**PROBLEM DESCRIPTION**
Look through the listing and report every line that has "RoadPath" in it.

**DATA SECTION**
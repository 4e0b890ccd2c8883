//! Vector overlay parser.
//!
//! The overlay document is a JSON object with optional `roads`,
//! `railways` and `power_lines` arrays. Only a document that is not a
//! JSON object is an error; malformed features and points are skipped
//! and reported through [`ParsedOverlay::dropped`].

use glam::DVec3;
use serde::{Deserialize, Serialize};
use serde_json::{Map, Value};

use tessera_core::constants::{
    DEFAULT_POWER_LINE_CABLES, DEFAULT_RAIL_GAUGE_METERS, DEFAULT_RAIL_TRACKS, DEFAULT_ROAD_LANES,
    DEFAULT_WORLD_UNITS_PER_METER, MIN_PATH_POINTS,
};
use tessera_core::{FeatureKind, PowerLinePath, RailPath, RoadPath, SplinePoint};

use crate::roads::estimated_width_meters;
use crate::tangent::spline_from_positions;

type JsonObject = Map<String, Value>;

/// Errors from overlay parsing. Only the top-level document can fail.
#[derive(Debug, Clone, PartialEq, thiserror::Error)]
pub enum OverlayError {
    #[error("malformed overlay document: {0}")]
    MalformedDocument(String),
}

/// Settings that affect derived feature attributes.
#[derive(Debug, Clone, Copy, PartialEq, Serialize, Deserialize)]
pub struct OverlayOptions {
    /// Used to convert estimated road widths (metres) to world units.
    pub world_units_per_meter: f64,
}

impl Default for OverlayOptions {
    fn default() -> Self {
        Self {
            world_units_per_meter: DEFAULT_WORLD_UNITS_PER_METER,
        }
    }
}

/// Why a feature was left out of the output.
#[derive(Debug, Clone, Copy, PartialEq, Eq, Serialize, Deserialize)]
pub enum DropReason {
    NotAnObject,
    TooFewPoints { usable: usize },
}

/// A feature skipped during parsing.
#[derive(Debug, Clone, PartialEq, Serialize, Deserialize)]
pub struct DroppedFeature {
    pub kind: FeatureKind,
    /// Position in the source array.
    pub index: usize,
    pub id: Option<String>,
    pub reason: DropReason,
}

impl std::fmt::Display for DroppedFeature {
    fn fmt(&self, f: &mut std::fmt::Formatter<'_>) -> std::fmt::Result {
        write!(f, "{} #{}", self.kind, self.index)?;
        if let Some(id) = &self.id {
            write!(f, " ({id})")?;
        }
        match self.reason {
            DropReason::NotAnObject => write!(f, ": not an object"),
            DropReason::TooFewPoints { usable } => {
                write!(f, ": {usable} usable point(s), need {MIN_PATH_POINTS}")
            }
        }
    }
}

/// Parsed overlay paths, in document order.
#[derive(Debug, Clone, Default, PartialEq)]
pub struct ParsedOverlay {
    pub roads: Vec<RoadPath>,
    pub railways: Vec<RailPath>,
    pub power_lines: Vec<PowerLinePath>,
    pub dropped: Vec<DroppedFeature>,
}

/// Parse an overlay document into roads, railways and power lines.
pub fn parse_overlay(text: &str, options: &OverlayOptions) -> Result<ParsedOverlay, OverlayError> {
    let doc: Value =
        serde_json::from_str(text).map_err(|e| OverlayError::MalformedDocument(e.to_string()))?;
    let root = doc
        .as_object()
        .ok_or_else(|| OverlayError::MalformedDocument("top level is not an object".into()))?;

    let mut dropped = Vec::new();

    let roads = parse_collection(root, FeatureKind::Road, &mut dropped, |obj, id, points| {
        let road_type = text_field(obj, "road_type").unwrap_or_default();
        let width = number_field(obj, "width").unwrap_or_else(|| {
            estimated_width_meters(&road_type) * options.world_units_per_meter
        });
        RoadPath {
            id,
            name: text_field(obj, "name").unwrap_or_default(),
            road_type,
            width,
            lanes: count_field(obj, "lanes").unwrap_or(DEFAULT_ROAD_LANES),
            surface: text_field(obj, "surface").unwrap_or_default(),
            one_way: flag_field(obj, "one_way").unwrap_or(false),
            points,
        }
    });

    let railways = parse_collection(root, FeatureKind::Railway, &mut dropped, |obj, id, points| {
        RailPath {
            id,
            tracks: count_field(obj, "tracks").unwrap_or(DEFAULT_RAIL_TRACKS),
            electrified: flag_field(obj, "electrified").unwrap_or(false),
            gauge: number_field(obj, "gauge").unwrap_or(DEFAULT_RAIL_GAUGE_METERS),
            points,
        }
    });

    let power_lines =
        parse_collection(root, FeatureKind::PowerLine, &mut dropped, |obj, id, cable_points| {
            PowerLinePath {
                id,
                cables: count_field(obj, "cables").unwrap_or(DEFAULT_POWER_LINE_CABLES),
                voltage: text_field(obj, "voltage").unwrap_or_default(),
                cable_points,
                tower_positions: tower_positions(obj),
            }
        });

    tracing::debug!(
        "Overlay parsed: {} roads, {} railways, {} power lines, {} dropped",
        roads.len(),
        railways.len(),
        power_lines.len(),
        dropped.len()
    );

    Ok(ParsedOverlay {
        roads,
        railways,
        power_lines,
        dropped,
    })
}

/// Walk one top-level array, building a path for every usable feature.
fn parse_collection<T>(
    root: &JsonObject,
    kind: FeatureKind,
    dropped: &mut Vec<DroppedFeature>,
    build: impl Fn(&JsonObject, String, Vec<SplinePoint>) -> T,
) -> Vec<T> {
    let items = match root.get(kind.collection_key()) {
        None | Some(Value::Null) => return Vec::new(),
        Some(Value::Array(items)) => items,
        Some(_) => {
            tracing::warn!(
                "Overlay field `{}` is not an array; ignoring it",
                kind.collection_key()
            );
            return Vec::new();
        }
    };

    let mut paths = Vec::with_capacity(items.len());
    for (index, item) in items.iter().enumerate() {
        let Some(obj) = item.as_object() else {
            dropped.push(DroppedFeature {
                kind,
                index,
                id: None,
                reason: DropReason::NotAnObject,
            });
            continue;
        };

        let id = text_field(obj, "spline_id");
        let positions = point_positions(obj, kind.points_key());
        if positions.len() < MIN_PATH_POINTS {
            dropped.push(DroppedFeature {
                kind,
                index,
                id,
                reason: DropReason::TooFewPoints {
                    usable: positions.len(),
                },
            });
            continue;
        }

        paths.push(build(obj, id.unwrap_or_default(), spline_from_positions(positions)));
    }
    paths
}

/// Positions of the `{ "position": [x, y, z] }` entries. Bad entries are skipped.
fn point_positions(obj: &JsonObject, key: &str) -> Vec<DVec3> {
    obj.get(key)
        .and_then(Value::as_array)
        .map(|points| {
            points
                .iter()
                .filter_map(|point| point.as_object()?.get("position").and_then(parse_vec3))
                .collect()
        })
        .unwrap_or_default()
}

fn tower_positions(obj: &JsonObject) -> Vec<DVec3> {
    obj.get("tower_positions")
        .and_then(Value::as_array)
        .map(|towers| towers.iter().filter_map(parse_vec3).collect())
        .unwrap_or_default()
}

/// A numeric sequence with at least three entries; extra entries are ignored.
fn parse_vec3(value: &Value) -> Option<DVec3> {
    let coords = value.as_array()?;
    if coords.len() < 3 {
        return None;
    }
    let x = coords[0].as_f64()?;
    let y = coords[1].as_f64()?;
    let z = coords[2].as_f64()?;
    let v = DVec3::new(x, y, z);
    v.is_finite().then_some(v)
}

/// String field; numbers are accepted and rendered as text.
fn text_field(obj: &JsonObject, key: &str) -> Option<String> {
    match obj.get(key)? {
        Value::String(s) => Some(s.clone()),
        Value::Number(n) => Some(n.to_string()),
        _ => None,
    }
}

fn number_field(obj: &JsonObject, key: &str) -> Option<f64> {
    obj.get(key)?.as_f64()
}

fn count_field(obj: &JsonObject, key: &str) -> Option<u32> {
    let value = obj.get(key)?;
    if let Some(n) = value.as_u64() {
        return u32::try_from(n).ok();
    }
    // Exporters sometimes write counts as floats.
    value
        .as_f64()
        .filter(|f| f.is_finite() && *f >= 0.0 && f.fract() == 0.0 && *f <= u32::MAX as f64)
        .map(|f| f as u32)
}

fn flag_field(obj: &JsonObject, key: &str) -> Option<bool> {
    obj.get(key)?.as_bool()
}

**REPLY TO THE EXERCISE**
use tessera_core::{FeatureKind, PowerLinePath, RailPath, RoadPath, SplinePoint};
    pub roads: Vec<RoadPath>,
        RoadPath {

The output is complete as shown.